To make glycoconjugate vaccines, scientists nearly always attach the sugars randomly to amino acids in carrier proteins to enhance the carbohydrates’ ability to elicit an immune response.
Now, researchers have used several reactions to link sugars to specific amino acids in a carrier protein and have found that where they attached the carbohydrates affected the level of responses to the vaccine (Angew. Chem. Int. Ed. 2015, DOI: 10.1002/anie.201506112).
The work shows that better control over attachment points used in the conjugation process could aid the development of better characterized vaccines with improved efficacy and more consistent molecular properties.
The investigators—Qi-Ying Hu of Novartis Institutes for BioMedical Research, in Cambridge, Mass.; Francesca Micoli of Sclavo Behring Vaccines Institute for Global Health, in Siena, Italy; and coworkers—note that this is the first comparative study of the immune effects of different sugar conjugation sites.
The sugar, or glycan, in the study is a lipopolysaccharide antigen from Salmonella enterica serovar Typhimurium, which causes a form of food poisoning that can be fatal, especially in immunocompromised patients. There are no current vaccines for this pathogen.
The research team used several site-selective conjugation methods, including two they developed, to attach the antigen via a linker to specific cysteines, lysines, tyrosines, glutamates, and aspartates in a carrier protein called CRM197. When they injected the vaccines into mice, the amount of antibacterial antibodies generated varied significantly depending on the conjugation site—as much as an order of magnitude.
Attaching a single sugar to both cysteines of a disulfide bond produced one of the more productive glycoconjugates. The conjugate was as active as ones with multiple sugars. This demonstrates how picking a specific sugar-linkage site can help optimize glycoconjugate potency, Micoli says, because a conjugate with multiple sugars is often more effective than a conjugate with just one.
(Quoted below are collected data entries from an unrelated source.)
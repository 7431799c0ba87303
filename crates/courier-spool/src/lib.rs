//! Spool — the durable on-disk fallback used when the backend is
//! unreachable. A filesystem directory with one subfolder per record kind
//! (`msgs`, `statuses`, `events`); each record is a JSON file named
//! `<unix_nanos>.json`, written via write-then-rename so a reader never
//! observes a partial file. On startup and every 30s a walker hands each
//! file to a registered flusher; on success the file is removed, on
//! failure it stays for the next sweep.
//!
//! Structured as a periodic `tokio::time::interval` loop retrying
//! idempotently on failure, the same recovery-task shape used for
//! outbox-style retry sweeps, adapted from database rows to spool files.

use std::path::{Path, PathBuf};
use std::time::Duration;

use async_trait::async_trait;
use serde::Serialize;
use thiserror::Error;
use tokio::fs;
use tracing::{debug, error, info, warn};

#[derive(Debug, Error)]
pub enum SpoolError {
    #[error("io error: {0}")]
    Io(#[from] std::io::Error),

    #[error("serialization error: {0}")]
    Serialization(#[from] serde_json::Error),
}

pub type Result<T> = std::result::Result<T, SpoolError>;

/// The three record kinds the spool buffers.
#[derive(Debug, Clone, Copy, PartialEq, Eq)]
pub enum RecordKind {
    Msgs,
    Statuses,
    Events,
}

impl RecordKind {
    pub const ALL: [RecordKind; 3] = [RecordKind::Msgs, RecordKind::Statuses, RecordKind::Events];

    fn subdir(self) -> &'static str {
        match self {
            RecordKind::Msgs => "msgs",
            RecordKind::Statuses => "statuses",
            RecordKind::Events => "events",
        }
    }
}

/// A flusher offers a spooled record's bytes to its eventual destination
/// (the backend). Must be idempotent: the same payload may be re-offered
/// after a crash between a successful write and the file's removal.
#[async_trait]
pub trait Flusher: Send + Sync {
    async fn flush(&self, kind: RecordKind, payload: &[u8]) -> std::result::Result<(), String>;
}

/// Filesystem spool rooted at `dir`, with `msgs/`, `statuses/`, `events/`
/// subfolders created on first use.
#[derive(Clone)]
pub struct Spool {
    root: PathBuf,
    file_mode: u32,
}

impl Spool {
    pub fn new(root: impl Into<PathBuf>, file_mode: u32) -> Self {
        Self { root: root.into(), file_mode }
    }

    async fn ensure_dirs(&self) -> Result<()> {
        for kind in RecordKind::ALL {
            fs::create_dir_all(self.root.join(kind.subdir())).await?;
        }
        Ok(())
    }

    /// Writes `record` as `<unix_nanos>.json` into `kind`'s subfolder via
    /// write-then-rename (mode 0640), so a reader never observes a partial
    /// file.
    pub async fn write<T: Serialize + Sync>(&self, kind: RecordKind, record: &T) -> Result<PathBuf> {
        self.ensure_dirs().await?;
        let bytes = serde_json::to_vec(record)?;
        let dir = self.root.join(kind.subdir());
        let unix_nanos = std::time::SystemTime::now()
            .duration_since(std::time::UNIX_EPOCH)
            .expect("system clock before epoch")
            .as_nanos();
        let final_path = dir.join(format!("{unix_nanos}.json"));
        let tmp_path = dir.join(format!("{unix_nanos}.json.tmp"));

        fs::write(&tmp_path, &bytes).await?;
        set_mode(&tmp_path, self.file_mode).await?;
        fs::rename(&tmp_path, &final_path).await?;

        debug!(path = %final_path.display(), kind = ?kind, "spooled record to disk");
        Ok(final_path)
    }

    /// Enumerate and flush every regular `.json` file currently spooled for
    /// `kind`, removing each on success and leaving it for the next sweep
    /// on failure.
    pub async fn flush_kind(&self, kind: RecordKind, flusher: &dyn Flusher) -> Result<FlushReport> {
        let dir = self.root.join(kind.subdir());
        if !dir.exists() {
            return Ok(FlushReport::default());
        }

        let mut report = FlushReport::default();
        let mut entries = fs::read_dir(&dir).await?;
        while let Some(entry) = entries.next_entry().await? {
            let path = entry.path();
            if path.extension().and_then(|e| e.to_str()) != Some("json") {
                continue;
            }
            if !entry.file_type().await?.is_file() {
                continue;
            }

            let bytes = match fs::read(&path).await {
                Ok(b) => b,
                Err(e) => {
                    warn!(path = %path.display(), error = %e, "failed to read spooled file");
                    report.failed += 1;
                    continue;
                }
            };

            match flusher.flush(kind, &bytes).await {
                Ok(()) => {
                    if let Err(e) = fs::remove_file(&path).await {
                        warn!(path = %path.display(), error = %e, "flushed but failed to remove spool file");
                    }
                    report.flushed += 1;
                }
                Err(reason) => {
                    debug!(path = %path.display(), reason = %reason, "spool flush failed, retrying next sweep");
                    report.failed += 1;
                }
            }
        }
        Ok(report)
    }

    /// One sweep across all record kinds.
    pub async fn sweep(&self, flushers: &SpoolFlushers) -> FlushReport {
        let mut total = FlushReport::default();
        for kind in RecordKind::ALL {
            let flusher = flushers.for_kind(kind);
            match self.flush_kind(kind, flusher).await {
                Ok(report) => total.merge(report),
                Err(e) => error!(error = %e, kind = ?kind, "spool sweep failed for record kind"),
            }
        }
        total
    }

    /// Spawn the periodic sweep loop (default every 30s), running once
    /// immediately on startup and then on the given interval until
    /// `shutdown` fires.
    pub fn spawn_sweeper(
        self,
        flushers: SpoolFlushers,
        interval: Duration,
        mut shutdown: tokio::sync::broadcast::Receiver<()>,
    ) -> tokio::task::JoinHandle<()> {
        tokio::spawn(async move {
            let report = self.sweep(&flushers).await;
            if report.flushed > 0 || report.failed > 0 {
                info!(flushed = report.flushed, failed = report.failed, "startup spool sweep");
            }

            let mut ticker = tokio::time::interval(interval);
            ticker.set_missed_tick_behavior(tokio::time::MissedTickBehavior::Delay);
            loop {
                tokio::select! {
                    _ = ticker.tick() => {
                        let report = self.sweep(&flushers).await;
                        if report.flushed > 0 || report.failed > 0 {
                            debug!(flushed = report.flushed, failed = report.failed, "spool sweep");
                        }
                    }
                    _ = shutdown.recv() => {
                        info!("spool sweeper shutting down");
                        break;
                    }
                }
            }
        })
    }
}

#[derive(Debug, Default, Clone, Copy)]
pub struct FlushReport {
    pub flushed: u64,
    pub failed: u64,
}

impl FlushReport {
    fn merge(&mut self, other: FlushReport) {
        self.flushed += other.flushed;
        self.failed += other.failed;
    }
}

/// Bundles the three per-kind flushers the spool sweeper dispatches to.
pub struct SpoolFlushers {
    pub msgs: std::sync::Arc<dyn Flusher>,
    pub statuses: std::sync::Arc<dyn Flusher>,
    pub events: std::sync::Arc<dyn Flusher>,
}

impl SpoolFlushers {
    fn for_kind(&self, kind: RecordKind) -> &dyn Flusher {
        match kind {
            RecordKind::Msgs => self.msgs.as_ref(),
            RecordKind::Statuses => self.statuses.as_ref(),
            RecordKind::Events => self.events.as_ref(),
        }
    }
}

#[cfg(unix)]
async fn set_mode(path: &Path, mode: u32) -> Result<()> {
    use std::os::unix::fs::PermissionsExt;
    let perms = std::fs::Permissions::from_mode(mode);
    fs::set_permissions(path, perms).await?;
    Ok(())
}

#[cfg(not(unix))]
async fn set_mode(_path: &Path, _mode: u32) -> Result<()> {
    Ok(())
}

#[cfg(test)]
mod tests {
    use super::*;
    use std::sync::atomic::{AtomicUsize, Ordering};
    use std::sync::Arc;

    struct CountingFlusher {
        calls: Arc<AtomicUsize>,
        fail_first: bool,
    }

    #[async_trait]
    impl Flusher for CountingFlusher {
        async fn flush(&self, _kind: RecordKind, _payload: &[u8]) -> std::result::Result<(), String> {
            let n = self.calls.fetch_add(1, Ordering::SeqCst);
            if self.fail_first && n == 0 {
                return Err("simulated failure".into());
            }
            Ok(())
        }
    }

    #[tokio::test]
    async fn write_then_flush_removes_file() {
        let dir = tempfile::tempdir().unwrap();
        let spool = Spool::new(dir.path(), 0o640);
        spool.write(RecordKind::Msgs, &serde_json::json!({"channel_uuid": "x"})).await.unwrap();

        let calls = Arc::new(AtomicUsize::new(0));
        let flusher = Arc::new(CountingFlusher { calls: calls.clone(), fail_first: false });
        let report = spool.flush_kind(RecordKind::Msgs, flusher.as_ref()).await.unwrap();

        assert_eq!(report.flushed, 1);
        assert_eq!(calls.load(Ordering::SeqCst), 1);

        let mut entries = fs::read_dir(dir.path().join("msgs")).await.unwrap();
        assert!(entries.next_entry().await.unwrap().is_none());
    }

    #[tokio::test]
    async fn failed_flush_leaves_file_for_next_sweep() {
        let dir = tempfile::tempdir().unwrap();
        let spool = Spool::new(dir.path(), 0o640);
        spool.write(RecordKind::Statuses, &serde_json::json!({"status": "Errored"})).await.unwrap();

        let calls = Arc::new(AtomicUsize::new(0));
        let flusher = Arc::new(CountingFlusher { calls: calls.clone(), fail_first: true });

        let first = spool.flush_kind(RecordKind::Statuses, flusher.as_ref()).await.unwrap();
        assert_eq!(first.failed, 1);
        assert_eq!(first.flushed, 0);

        let second = spool.flush_kind(RecordKind::Statuses, flusher.as_ref()).await.unwrap();
        assert_eq!(second.flushed, 1);
    }

    #[tokio::test]
    async fn no_directory_yields_empty_report() {
        let dir = tempfile::tempdir().unwrap();
        let spool = Spool::new(dir.path(), 0o640);
        let calls = Arc::new(AtomicUsize::new(0));
        let flusher = Arc::new(CountingFlusher { calls, fail_first: false });
        let report = spool.flush_kind(RecordKind::Events, flusher.as_ref()).await.unwrap();
        assert_eq!(report.flushed, 0);
        assert_eq!(report.failed, 0);
    }
}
Gonçalo Bernardes, an expert on site-selective protein modification at the University of Cambridge and the University of Lisbon, comments that this is the first structure-activity relationship study that clearly shows that attachment site can play a key role in immune responses to glycoconjugates. Conjugation site should be taken into consideration in the design of future carbohydrate-based vaccines, he says. However, Bernardes notes that scientists will also need to assess the effects on vaccine efficacy of the lengths of chemical linkers used to attach carbohydrate antigens to amino acids.